*** Opening Material for the task ***
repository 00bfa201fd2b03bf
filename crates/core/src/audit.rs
//! Audit records for state transitions.

use chrono::{DateTime, Utc};
use serde::Serialize;

use crate::state::TransitionOutcome;
use crate::status::ReservationStatus;

/// One applied transition: who did it, what changed, and when.
#[derive(Debug, Clone, PartialEq, Eq, Serialize)]
#[serde(rename_all = "camelCase")]
pub struct AuditEntry {
    pub operator: &'static str,
    pub from: ReservationStatus,
    pub to: ReservationStatus,
    pub at: DateTime<Utc>,
}

impl AuditEntry {
    pub fn from_outcome(
        operator: &'static str,
        outcome: &TransitionOutcome,
        at: DateTime<Utc>,
    ) -> Self {
        Self {
            operator,
            from: outcome.from,
            to: outcome.to,
            at,
        }
    }
}
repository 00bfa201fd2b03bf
#[derive(Debug, thiserror::Error)]
pub enum CoreError {
    #[error("Validation failed: {0}")]
    Validation(String),
}
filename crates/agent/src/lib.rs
//! `iotm-agent` library crate.
//!
//! The device-side reservation agent: one [`Agent`](agent::Agent) per
//! resource keeps a local view of the reservation, reports it to the
//! authority, reconciles against the authority, and releases on its own
//! when the deadline passes. The binary entrypoint lives in `main.rs`; the
//! modules are public so integration tests can drive them.

pub mod agent;
pub mod authority;
pub mod config;
pub mod error;
pub mod handlers;
pub mod reconciler;
pub mod release;
pub mod reporter;
pub mod response;
pub mod routes;
pub mod scheduler;
pub mod server;
pub mod state;
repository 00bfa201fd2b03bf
//! Autonomous release follow-up and the probabilistic release check.

use std::sync::Arc;

use chrono::Utc;
use iotm_core::release::ReleaseReason;
use iotm_core::state::Transition;
use iotm_core::wire::AutoReleaseNotice;
use rand::Rng;
use tokio::time::{Instant, MissedTickBehavior};
use tokio_util::sync::CancellationToken;

use crate::agent::Agent;

impl Agent {
    /// Tell the authority the agent released on its own, then push the new
    /// state whether or not the notification went through.
    pub(crate) async fn finish_auto_release(&self, reason: ReleaseReason) {
        let notice = AutoReleaseNotice {
            timestamp: Utc::now(),
            reason,
        };

        match self
            .authority
            .notify_auto_release(self.resource_id(), &notice)
            .await
        {
            Ok(()) => {
                tracing::info!(
                    resource_id = %self.resource_id(),
                    reason = reason.as_str(),
                    "Auto-release notified"
                );
            }
            Err(e) => {
                tracing::warn!(
                    resource_id = %self.resource_id(),
                    reason = reason.as_str(),
                    error = %e,
                    "Auto-release notification failed"
                );
            }
        }

        let _ = self.report().await;
    }

    /// One probabilistic release check. Returns `true` if it released.
    ///
    /// Only a reservation held for at least the configured minimum is
    /// eligible; it is then released when a fresh uniform draw falls at or
    /// below the configured probability.
    pub async fn check_probabilistic_release(self: &Arc<Self>) -> bool {
        let Some(policy) = self.config().probabilistic_policy() else {
            return false;
        };
        let draw: f64 = rand::rng().random();
        let now = Utc::now();

        let committed = {
            let mut core = self.core.lock().await;
            if !policy.should_release(&core.state, now, draw) {
                tracing::debug!(
                    draw,
                    probability = policy.probability,
                    "Probabilistic release not triggered"
                );
                return false;
            }
            tracing::info!(
                resource_id = %self.resource_id(),
                draw,
                probability = policy.probability,
                "Probabilistic release triggered",
            );
            self.commit(&mut core, Transition::ProbabilisticRelease, now)
        };

        self.dispatch(committed.follow_up);
        true
    }

    /// Probabilistic release loop; only started when enabled.
    pub(crate) async fn run_probabilistic_release(self: Arc<Self>, cancel: CancellationToken) {
        let period = self.config().auto_release.check_interval;
        let mut ticker = tokio::time::interval_at(Instant::now() + period, period);
        ticker.set_missed_tick_behavior(MissedTickBehavior::Delay);

        tracing::info!(
            interval_secs = period.as_secs(),
            probability = self.config().auto_release.probability,
            min_hold_minutes = self.config().auto_release.min_hold.num_minutes(),
            "Probabilistic release enabled",
        );

        loop {
            tokio::select! {
                _ = cancel.cancelled() => {
                    tracing::info!("Probabilistic release stopping");
                    break;
                }
                _ = ticker.tick() => {
                    self.check_probabilistic_release().await;
                }
            }
        }
    }
}
//! Reservation domain for the device-side agent.
//!
//! This crate has no async and no I/O so the transition rules can be
//! exercised directly from unit tests and reused by any front end.

pub mod audit;
pub mod error;
pub mod release;
pub mod state;
pub mod status;
pub mod wire;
*** Closing Material for the task ***
**Exercise details**
Your job is to print exactly the lines that run from the top of the entries through the line with "use crate::status::ReservationStatus;", and no others.

**Problem solution**
repository 00bfa201fd2b03bf
filename crates/core/src/audit.rs
//! Audit records for state transitions.

use chrono::{DateTime, Utc};
use serde::Serialize;

use crate::state::TransitionOutcome;
use crate::status::ReservationStatus;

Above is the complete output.